As spineless and even treacherous as most Arab governments have been regarding support for the Palestinians over the years - Algeria, Syria and Yemen Houthi’s, along with Hezbollah, are among exceptions - the unprecedented Palestinian resistance has galvanised the Arab masses as reflected in the huge protests in the Middle East and beyond, and is bound to create a dilemma for those regimes.

The last thing the USA wants is a quagmire in the Middle East, with mass uprisings against client US regimes from Egypt and Jordan to Saudi Arabia. The US simply cannot afford this at a time when their proxy war in the Ukraine is unravelling, the Kiev counter-offensive grinding to a halt, and Russia gaining the upper-hand.

The US has recklessly generated tensions with China. At the same time the alliance between China and Russia is strengthening. They are being less stand-off in their dealings with Israel and would most likely support Iran if needs be, leading to a regional test of strength with the West.

Given such factors, Israel could find that there are limits to the backing it will receive from the US and Western Europe in a volatile situation. Moreover, while buildings might be reduced to rubble, and thousands killed, Palestinians have exhibited the most extraordinary resilience and steadfastness (sumud) over decades.

Ben Gurion once said that after the 1948 Palestinian generation, ‘the old will die, and the young will forget’. These hopes were in vain.
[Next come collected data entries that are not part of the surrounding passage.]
//! Message property contract and wire encoding.
//!
//! Tracking rides on two string properties stamped by the publisher:
//! [`SEQUENCE_NUMBER`] (required for tracking, decimal ASCII of a
//! non-negative 64-bit integer) and [`SEQUENCE_TGT_MAX`] (optional advisory
//! maximum sequence number). Brokers with native headers carry them directly;
//! for the rest a small length-prefixed envelope prepends the properties to
//! the payload.

use std::collections::BTreeMap;

use bytes::{Buf, BufMut, Bytes, BytesMut};

/// Property holding the per-message sequence number. A message without it is
/// simply not tracked.
pub const SEQUENCE_NUMBER: &str = "sequence_number";

/// Advisory property holding the highest sequence number the producer will
/// send. Lets the consumer detect a lost tail and stop early.
pub const SEQUENCE_TGT_MAX: &str = "sequence_tgt_max";

/// String key/value properties attached to a message.
#[derive(Clone, Debug, Default, PartialEq, Eq)]
pub struct MessageProperties(BTreeMap<String, String>);

impl MessageProperties {
    pub fn new() -> Self {
        Self::default()
    }

    pub fn insert(&mut self, key: impl Into<String>, value: impl Into<String>) {
        self.0.insert(key.into(), value.into());
    }

    pub fn get(&self, key: &str) -> Option<&str> {
        self.0.get(key).map(String::as_str)
    }

    pub fn iter(&self) -> impl Iterator<Item = (&str, &str)> {
        self.0.iter().map(|(k, v)| (k.as_str(), v.as_str()))
    }

    pub fn is_empty(&self) -> bool {
        self.0.is_empty()
    }

    pub fn set_sequence_number(&mut self, n: i64) {
        self.insert(SEQUENCE_NUMBER, n.to_string());
    }

    pub fn set_sequence_target_max(&mut self, n: i64) {
        self.insert(SEQUENCE_TGT_MAX, n.to_string());
    }

    /// The stamped sequence number, if present and well-formed. A malformed
    /// value reads as absent, which disables tracking for the message.
    pub fn sequence_number(&self) -> Option<i64> {
        parse_decimal(self.get(SEQUENCE_NUMBER)?)
    }

    /// The advisory maximum sequence number, if present and well-formed.
    pub fn sequence_target_max(&self) -> Option<i64> {
        parse_decimal(self.get(SEQUENCE_TGT_MAX)?)
    }
}

fn parse_decimal(s: &str) -> Option<i64> {
    match s.parse::<i64>() {
        Ok(n) if n >= 0 => Some(n),
        _ => None,
    }
}

/// Prepend properties to a payload as `[u16 count] ([u16 klen][key][u16 vlen][value])* [payload]`,
/// all lengths little-endian. Used by transports without native headers.
pub fn encode_envelope(properties: &MessageProperties, payload: &[u8]) -> Bytes {
    let mut out = BytesMut::with_capacity(2 + payload.len() + 16 * (1 + properties.0.len()));
    out.put_u16_le(properties.0.len() as u16);
    for (key, value) in properties.iter() {
        out.put_u16_le(key.len() as u16);
        out.put_slice(key.as_bytes());
        out.put_u16_le(value.len() as u16);
        out.put_slice(value.as_bytes());
    }
    out.put_slice(payload);
    out.freeze()
}

/// Split an envelope back into properties and payload. Returns `None` on a
/// truncated or malformed envelope.
pub fn decode_envelope(mut buf: &[u8]) -> Option<(MessageProperties, Bytes)> {
    if buf.len() < 2 {
        return None;
    }
    let count = buf.get_u16_le() as usize;
    let mut properties = MessageProperties::new();
    for _ in 0..count {
        let key = read_string(&mut buf)?;
        let value = read_string(&mut buf)?;
        properties.insert(key, value);
    }
    Some((properties, Bytes::copy_from_slice(buf)))
}

fn read_string(buf: &mut &[u8]) -> Option<String> {
    if buf.len() < 2 {
        return None;
    }
    let len = buf.get_u16_le() as usize;
    if buf.len() < len {
        return None;
    }
    let s = String::from_utf8(buf[..len].to_vec()).ok()?;
    buf.advance(len);
    Some(s)
}

#[cfg(test)]
mod tests {
    use super::*;

    #[test]
    fn stamps_parse_back() {
        let mut props = MessageProperties::new();
        props.set_sequence_number(42);
        props.set_sequence_target_max(99);
        assert_eq!(props.sequence_number(), Some(42));
        assert_eq!(props.sequence_target_max(), Some(99));
    }

    #[test]
    fn malformed_stamp_reads_as_absent() {
        let mut props = MessageProperties::new();
        props.insert(SEQUENCE_NUMBER, "not-a-number");
        assert_eq!(props.sequence_number(), None);
        props.insert(SEQUENCE_NUMBER, "-3");
        assert_eq!(props.sequence_number(), None);
        let empty = MessageProperties::new();
        assert_eq!(empty.sequence_number(), None);
    }

    #[test]
    fn envelope_round_trip() {
        let mut props = MessageProperties::new();
        props.set_sequence_number(7);
        props.insert("origin", "verify/topic/3");
        let payload = b"abcdef";
        let env = encode_envelope(&props, payload);
        let (decoded, body) = decode_envelope(&env).expect("decode");
        assert_eq!(decoded, props);
        assert_eq!(&body[..], payload);
    }

    #[test]
    fn envelope_with_no_properties() {
        let env = encode_envelope(&MessageProperties::new(), b"xyz");
        let (decoded, body) = decode_envelope(&env).expect("decode");
        assert!(decoded.is_empty());
        assert_eq!(&body[..], b"xyz");
    }

    #[test]
    fn truncated_envelope_rejected() {
        let mut props = MessageProperties::new();
        props.set_sequence_number(1);
        let env = encode_envelope(&props, b"payload");
        assert!(decode_envelope(&env[..3]).is_none());
        assert!(decode_envelope(&[]).is_none());
    }
}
Palestinians have not forgotten, and they have not accepted permanent oppression as their fate. Hamas and the other resistance groups in Gaza and the West Bank are part of the people, not alien entities. This is a key tenet in successful guerrilla struggles. Much depends on how Hamas contains the ground invasion and forces the IDF into something of an impasse. Much also depends on international reaction.

It is vital we do everything possible to forestall the slaughter, and through the power of international solidarity enable and strengthen UN’s role, and apply pressure on the US and Western Europe, to support an immediate ceasefire. Most important of all is People’s Power - direct action in the streets worldwide as never seen before; along with the intensification of the BDS campaign to completely isolate Zionist Israel.

The indiscriminate bombing of civilians deepens resolve and invokes resistance. The Palestinian spirit is unbreakable. Like the mythical phoenix, defiant and heroic Gaza will rise from the fire.

Ronnie Kasrils is a former South African Government Minister of Intelligence Services.